The findings indicate that these techniques are more effective when integrated with deep reinforcement learning (DRL), which enables the system to adapt to airflow dynamics based on prior data.
Ricardo Vinuesa, a researcher in fluid dynamics and machine learning at KTH, stated that the AI control system is designed to address flow detachment, also known as turbulent separation bubbles, a critical aerodynamic issue.
How Planes Stall
Flow detachment presents a significant aerodynamic risk. For an aircraft to maintain lift, airflow must remain slower beneath the wings and faster above them. The air passing over the wing surface must adhere to the wing shape, a condition known as "attachment."
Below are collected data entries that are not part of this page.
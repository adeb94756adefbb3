//! Phone number validation per country.
//!
//! Numbers are first reduced to their canonical digit string (ASCII digits and `+`
//! only), then matched in full against the pattern of the selected country:
//!
//! - `FR`: `+33` or `0`, a digit in `1-9`, then 8 more digits.
//! - `UK`: `+44` or `0`, the digit `7`, then 9 more digits (mobile numbers only).
//!
//! Any other country is a plain `false`, never an error.

use super::country::CountryCode;
use super::errors::ValidationError;
use once_cell::sync::Lazy;
use regex::Regex;
use serde::{Serialize, Serializer};
use std::fmt;

static FR_PHONE_REGEX: Lazy<Regex> = Lazy::new(|| {
    Regex::new(r"^(?:\+33|0)[1-9][0-9]{8}$").expect("Failed to compile French phone regex")
});

static UK_PHONE_REGEX: Lazy<Regex> = Lazy::new(|| {
    Regex::new(r"^(?:\+44|0)7[0-9]{9}$").expect("Failed to compile British phone regex")
});

/// Outcome of checking a phone number against a country selector.
#[derive(Debug, Clone, Copy, PartialEq, Eq, Serialize)]
#[serde(rename_all = "snake_case")]
pub enum PhoneCheck {
    Valid,
    Malformed,
    UnsupportedCountry,
}

/// Strip everything that is not an ASCII digit or `+`.
///
/// ```
/// use registry_mcp_server::domain::phone::canonicalize;
///
/// assert_eq!(canonicalize("+33 6 12-34 (56) 78"), "+33612345678");
/// ```
pub fn canonicalize(phone_number: &str) -> String {
    phone_number
        .chars()
        .filter(|c| c.is_ascii_digit() || *c == '+')
        .collect()
}

/// Check whether `phone_number` is well formed for `country`.
pub fn matches_country(phone_number: &str, country: CountryCode) -> bool {
    let canonical = canonicalize(phone_number);
    match country {
        CountryCode::Fr => FR_PHONE_REGEX.is_match(&canonical),
        CountryCode::Uk => UK_PHONE_REGEX.is_match(&canonical),
    }
}

/// Check a phone number against a raw country selector, keeping the
/// unsupported-country case distinct from a malformed number.
pub fn check_phone_number(phone_number: &str, country: &str) -> PhoneCheck {
    match country.parse::<CountryCode>() {
        Ok(code) if matches_country(phone_number, code) => PhoneCheck::Valid,
        Ok(_) => PhoneCheck::Malformed,
        Err(_) => PhoneCheck::UnsupportedCountry,
    }
}

/// Return `true` iff `phone_number` is a valid number for `country`.
///
/// Unsupported countries yield `false`, the same as a malformed number.
///
/// ```
/// use registry_mcp_server::domain::is_valid_phone_number;
///
/// assert!(is_valid_phone_number("0612345678", "FR"));
/// assert!(is_valid_phone_number("+44 7123 456789", "UK"));
/// assert!(!is_valid_phone_number("0612345678", "US"));
/// ```
pub fn is_valid_phone_number(phone_number: &str, country: &str) -> bool {
    check_phone_number(phone_number, country) == PhoneCheck::Valid
}

/// A phone number that has been validated for a specific country.
///
/// The number is kept as entered; use [`PhoneNumber::canonical`] for the
/// digits-and-plus form.
#[derive(Debug, Clone, PartialEq, Eq, Hash)]
pub struct PhoneNumber {
    raw: String,
    country: CountryCode,
}

impl PhoneNumber {
    /// Create a new PhoneNumber, validating it against the country format.
    ///
    /// # Errors
    ///
    /// Returns `ValidationError::InvalidPhone` naming the country if the
    /// number does not match.
    pub fn for_country(
        phone: impl Into<String>,
        country: CountryCode,
    ) -> Result<Self, ValidationError> {
        let raw = phone.into();

        if !matches_country(&raw, country) {
            return Err(ValidationError::InvalidPhone {
                country,
                phone: raw,
            });
        }

        Ok(Self { raw, country })
    }

    /// Get the phone number as entered.
    pub fn as_str(&self) -> &str {
        &self.raw
    }

    pub fn country(&self) -> CountryCode {
        self.country
    }

    /// Get the canonical digit string (may start with `+`).
    pub fn canonical(&self) -> String {
        canonicalize(&self.raw)
    }
}

// Serde support - serialize as string
impl Serialize for PhoneNumber {
    fn serialize<S>(&self, serializer: S) -> Result<S::Ok, S::Error>
    where
        S: Serializer,
    {
        self.raw.serialize(serializer)
    }
}

impl fmt::Display for PhoneNumber {
    fn fmt(&self, f: &mut fmt::Formatter<'_>) -> fmt::Result {
        write!(f, "{}", self.raw)
    }
}
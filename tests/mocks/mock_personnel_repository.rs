use async_trait::async_trait;
use registry_mcp_server::error::{RegistryError, RegistryResult};
use registry_mcp_server::models::Personnel;
use registry_mcp_server::repositories::PersonnelRepository;
use std::collections::HashMap;
use std::sync::{Arc, Mutex};

/// Mock personnel repository for testing.
#[allow(dead_code)]
#[derive(Clone)]
pub struct MockPersonnelRepository {
    records: Arc<Mutex<HashMap<i64, Personnel>>>,
    next_id: Arc<Mutex<i64>>,
    call_counts: Arc<Mutex<HashMap<String, usize>>>,
}

#[allow(dead_code)]
impl MockPersonnelRepository {
    pub fn new() -> Self {
        Self {
            records: Arc::new(Mutex::new(HashMap::new())),
            next_id: Arc::new(Mutex::new(1)),
            call_counts: Arc::new(Mutex::new(HashMap::new())),
        }
    }

    /// Add a personnel record to the mock repository, keeping its ID.
    pub fn add_personnel(&self, personnel: Personnel) {
        let mut next_id = self.next_id.lock().unwrap();
        *next_id = (*next_id).max(personnel.id + 1);
        self.records.lock().unwrap().insert(personnel.id, personnel);
    }

    pub fn len(&self) -> usize {
        self.records.lock().unwrap().len()
    }

    pub fn get_call_count(&self, method: &str) -> usize {
        let counts = self.call_counts.lock().unwrap();
        *counts.get(method).unwrap_or(&0)
    }

    fn track_call(&self, method: &str) {
        let mut counts = self.call_counts.lock().unwrap();
        *counts.entry(method.to_string()).or_insert(0) += 1;
    }
}

impl Default for MockPersonnelRepository {
    fn default() -> Self {
        Self::new()
    }
}

#[async_trait]
impl PersonnelRepository for MockPersonnelRepository {
    async fn get(&self, id: i64) -> RegistryResult<Personnel> {
        self.track_call("get");

        let records = self.records.lock().unwrap();
        records
            .get(&id)
            .cloned()
            .ok_or_else(|| RegistryError::not_found("Personnel", id))
    }

    async fn find_by_person(&self, person_id: i64) -> RegistryResult<Option<Personnel>> {
        self.track_call("find_by_person");

        let records = self.records.lock().unwrap();
        Ok(records
            .values()
            .find(|p| p.person_id == person_id)
            .cloned())
    }

    async fn create(&self, personnel: &Personnel) -> RegistryResult<Personnel> {
        self.track_call("create");

        let mut next_id = self.next_id.lock().unwrap();
        let created = Personnel {
            id: *next_id,
            ..personnel.clone()
        };
        *next_id += 1;

        self.records
            .lock()
            .unwrap()
            .insert(created.id, created.clone());
        Ok(created)
    }

    async fn update(&self, personnel: &Personnel) -> RegistryResult<Personnel> {
        self.track_call("update");

        let mut records = self.records.lock().unwrap();
        match records.get_mut(&personnel.id) {
            Some(stored) => {
                *stored = personnel.clone();
                Ok(personnel.clone())
            }
            None => Err(RegistryError::not_found("Personnel", personnel.id)),
        }
    }
}
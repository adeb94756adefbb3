//! CountryCode value object.

use super::errors::ValidationError;
use schemars::JsonSchema;
use serde::{Deserialize, Serialize};
use std::fmt;
use std::str::FromStr;

/// Countries whose phone formats the registry knows how to validate.
///
/// Parsing is exact and case-sensitive: only `"FR"` and `"UK"` are accepted.
///
/// # Example
///
/// ```
/// use registry_mcp_server::domain::CountryCode;
///
/// let country: CountryCode = "FR".parse().unwrap();
/// assert_eq!(country, CountryCode::Fr);
/// assert!("US".parse::<CountryCode>().is_err());
/// ```
#[derive(Debug, Clone, Copy, PartialEq, Eq, Hash, Serialize, Deserialize, JsonSchema)]
pub enum CountryCode {
    #[serde(rename = "FR")]
    Fr,
    #[serde(rename = "UK")]
    Uk,
}

impl CountryCode {
    /// The two-letter code as stored and displayed.
    pub fn as_str(&self) -> &'static str {
        match self {
            Self::Fr => "FR",
            Self::Uk => "UK",
        }
    }

    /// International dialing prefix, including the leading `+`.
    pub fn dialing_prefix(&self) -> &'static str {
        match self {
            Self::Fr => "+33",
            Self::Uk => "+44",
        }
    }

    /// Adjective used in user-facing messages.
    pub fn adjective(&self) -> &'static str {
        match self {
            Self::Fr => "French",
            Self::Uk => "British",
        }
    }
}

impl FromStr for CountryCode {
    type Err = ValidationError;

    fn from_str(s: &str) -> Result<Self, Self::Err> {
        match s {
            "FR" => Ok(Self::Fr),
            "UK" => Ok(Self::Uk),
            other => Err(ValidationError::UnsupportedCountry(other.to_string())),
        }
    }
}

impl fmt::Display for CountryCode {
    fn fmt(&self, f: &mut fmt::Formatter<'_>) -> fmt::Result {
        f.write_str(self.as_str())
    }
}
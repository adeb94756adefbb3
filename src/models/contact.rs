//! Contact model: address and phone details of a person.

use crate::domain::{CountryCode, PhoneNumber, ValidationError};
use serde::{Deserialize, Serialize};

/// Contact details attached to exactly one person.
#[derive(Debug, Clone, Serialize, Deserialize, PartialEq)]
pub struct Contact {
    /// Unique identifier assigned by the store
    pub id: i64,

    /// Owning person
    pub person_id: i64,

    /// Street address
    pub address: String,

    /// City
    pub city: String,

    /// Country, which also selects the phone format
    pub country: CountryCode,

    /// Phone number as entered, valid for `country`
    pub phone_number: String,
}

/// Request payload for creating a contact.
///
/// `country` stays a raw string so an unsupported value can be reported as a
/// validation message rather than a deserialization failure.
#[derive(Debug, Clone, Default, PartialEq)]
pub struct NewContact {
    pub address: String,
    pub city: String,
    pub country: String,
    pub phone_number: String,
}

/// Partial update for a contact. Absent fields keep their current value.
#[derive(Debug, Clone, Default, PartialEq)]
pub struct ContactChanges {
    pub address: Option<String>,
    pub city: Option<String>,
    pub country: Option<String>,
    pub phone_number: Option<String>,
}

impl NewContact {
    /// Validate every field and build the contact for `person_id`.
    ///
    /// The returned contact has `id == 0`; the store assigns the real one.
    pub fn into_contact(self, person_id: i64) -> Result<Contact, Vec<ValidationError>> {
        build_contact(
            0,
            person_id,
            self.address,
            self.city,
            &self.country,
            self.phone_number,
        )
    }
}

impl ContactChanges {
    /// Merge the changes onto `current` and revalidate the result.
    pub fn apply_to(self, current: &Contact) -> Result<Contact, Vec<ValidationError>> {
        let country = self
            .country
            .unwrap_or_else(|| current.country.as_str().to_string());

        build_contact(
            current.id,
            current.person_id,
            self.address.unwrap_or_else(|| current.address.clone()),
            self.city.unwrap_or_else(|| current.city.clone()),
            &country,
            self.phone_number
                .unwrap_or_else(|| current.phone_number.clone()),
        )
    }
}

fn build_contact(
    id: i64,
    person_id: i64,
    address: String,
    city: String,
    country: &str,
    phone_number: String,
) -> Result<Contact, Vec<ValidationError>> {
    let address = address.trim().to_string();
    let city = city.trim().to_string();
    let phone_number = phone_number.trim().to_string();

    let mut errors = Vec::new();
    if address.is_empty() {
        errors.push(ValidationError::EmptyField("address"));
    }
    if city.is_empty() {
        errors.push(ValidationError::EmptyField("city"));
    }

    let country = match country.parse::<CountryCode>() {
        Ok(code) => Some(code),
        Err(e) => {
            errors.push(e);
            None
        }
    };

    if phone_number.is_empty() {
        errors.push(ValidationError::EmptyField("phone_number"));
    } else if let Some(code) = country {
        if let Err(e) = PhoneNumber::for_country(phone_number.as_str(), code) {
            errors.push(e);
        }
    }

    match country {
        Some(country) if errors.is_empty() => Ok(Contact {
            id,
            person_id,
            address,
            city,
            country,
            phone_number,
        }),
        _ => Err(errors),
    }
}
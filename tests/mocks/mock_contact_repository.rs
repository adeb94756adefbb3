use async_trait::async_trait;
use registry_mcp_server::error::{RegistryError, RegistryResult};
use registry_mcp_server::models::Contact;
use registry_mcp_server::repositories::ContactRepository;
use std::collections::HashMap;
use std::sync::{Arc, Mutex};

/// Mock contact repository for testing.
///
/// In-memory ContactRepository that assigns IDs on create and tracks method
/// calls for verification.
#[allow(dead_code)]
#[derive(Clone)]
pub struct MockContactRepository {
    contacts: Arc<Mutex<HashMap<i64, Contact>>>,
    next_id: Arc<Mutex<i64>>,
    call_counts: Arc<Mutex<HashMap<String, usize>>>,
}

#[allow(dead_code)]
impl MockContactRepository {
    /// Create a new empty MockContactRepository.
    pub fn new() -> Self {
        Self {
            contacts: Arc::new(Mutex::new(HashMap::new())),
            next_id: Arc::new(Mutex::new(1)),
            call_counts: Arc::new(Mutex::new(HashMap::new())),
        }
    }

    /// Add a contact to the mock repository, keeping its ID.
    pub fn add_contact(&self, contact: Contact) {
        let mut next_id = self.next_id.lock().unwrap();
        *next_id = (*next_id).max(contact.id + 1);
        self.contacts.lock().unwrap().insert(contact.id, contact);
    }

    /// Number of stored contacts.
    pub fn len(&self) -> usize {
        self.contacts.lock().unwrap().len()
    }

    /// Get the number of times a method was called.
    pub fn get_call_count(&self, method: &str) -> usize {
        let counts = self.call_counts.lock().unwrap();
        *counts.get(method).unwrap_or(&0)
    }

    /// Reset all call counts.
    pub fn reset_call_counts(&self) {
        let mut counts = self.call_counts.lock().unwrap();
        counts.clear();
    }

    fn track_call(&self, method: &str) {
        let mut counts = self.call_counts.lock().unwrap();
        *counts.entry(method.to_string()).or_insert(0) += 1;
    }
}

impl Default for MockContactRepository {
    fn default() -> Self {
        Self::new()
    }
}

#[async_trait]
impl ContactRepository for MockContactRepository {
    async fn get(&self, id: i64) -> RegistryResult<Contact> {
        self.track_call("get");

        let contacts = self.contacts.lock().unwrap();
        contacts
            .get(&id)
            .cloned()
            .ok_or_else(|| RegistryError::not_found("Contact", id))
    }

    async fn list(&self) -> RegistryResult<Vec<Contact>> {
        self.track_call("list");

        let contacts = self.contacts.lock().unwrap();
        Ok(contacts.values().cloned().collect())
    }

    async fn find_by_person(&self, person_id: i64) -> RegistryResult<Option<Contact>> {
        self.track_call("find_by_person");

        let contacts = self.contacts.lock().unwrap();
        Ok(contacts
            .values()
            .find(|c| c.person_id == person_id)
            .cloned())
    }

    async fn create(&self, contact: &Contact) -> RegistryResult<Contact> {
        self.track_call("create");

        let mut next_id = self.next_id.lock().unwrap();
        let created = Contact {
            id: *next_id,
            ..contact.clone()
        };
        *next_id += 1;

        self.contacts
            .lock()
            .unwrap()
            .insert(created.id, created.clone());
        Ok(created)
    }

    async fn update(&self, contact: &Contact) -> RegistryResult<Contact> {
        self.track_call("update");

        let mut contacts = self.contacts.lock().unwrap();
        match contacts.get_mut(&contact.id) {
            Some(stored) => {
                *stored = contact.clone();
                Ok(contact.clone())
            }
            None => Err(RegistryError::not_found("Contact", contact.id)),
        }
    }
}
According to Ricardo Vinuesa, when airflow over the wing surface no longer conforms to the wing shape and instead separates, it creates a turbulent recirculating region, or "separation bubble," which can lead to stalled airflow and reduced lift.
This usually occurs when the wing is at high angle of attack, or when the air slows down due to increasing pressure. When this happens, lift decreases, and drag increases, which can lead to a stall and make the aircraft harder to control.
Ricardo Vinuesa, Fluid Dynamics and Machine Learning Researcher, KTH Royal Institute of Technology
The Difference AI Makes
The researchers reported a 9 % reduction in the size of turbulence separation bubbles.
The study examined the effectiveness of AI in controlling synthetic jets—experimental devices that pulse air through a small aperture in the wing surface. While still in the experimental phase, these technologies are considered a potential complement to physical airflow management features such as vortex generators, which help maintain aerodynamic stability.
Previously, it was assumed that synthetic jet pulses would operate at fixed intervals. However, the study found that periodic activation reduced turbulence separation bubbles by only 6.8 %.
This study highlights how important AI is for scientific innovation. It offers exciting implications for aerodynamics, energy efficiency, and next-generation computational fluid dynamics.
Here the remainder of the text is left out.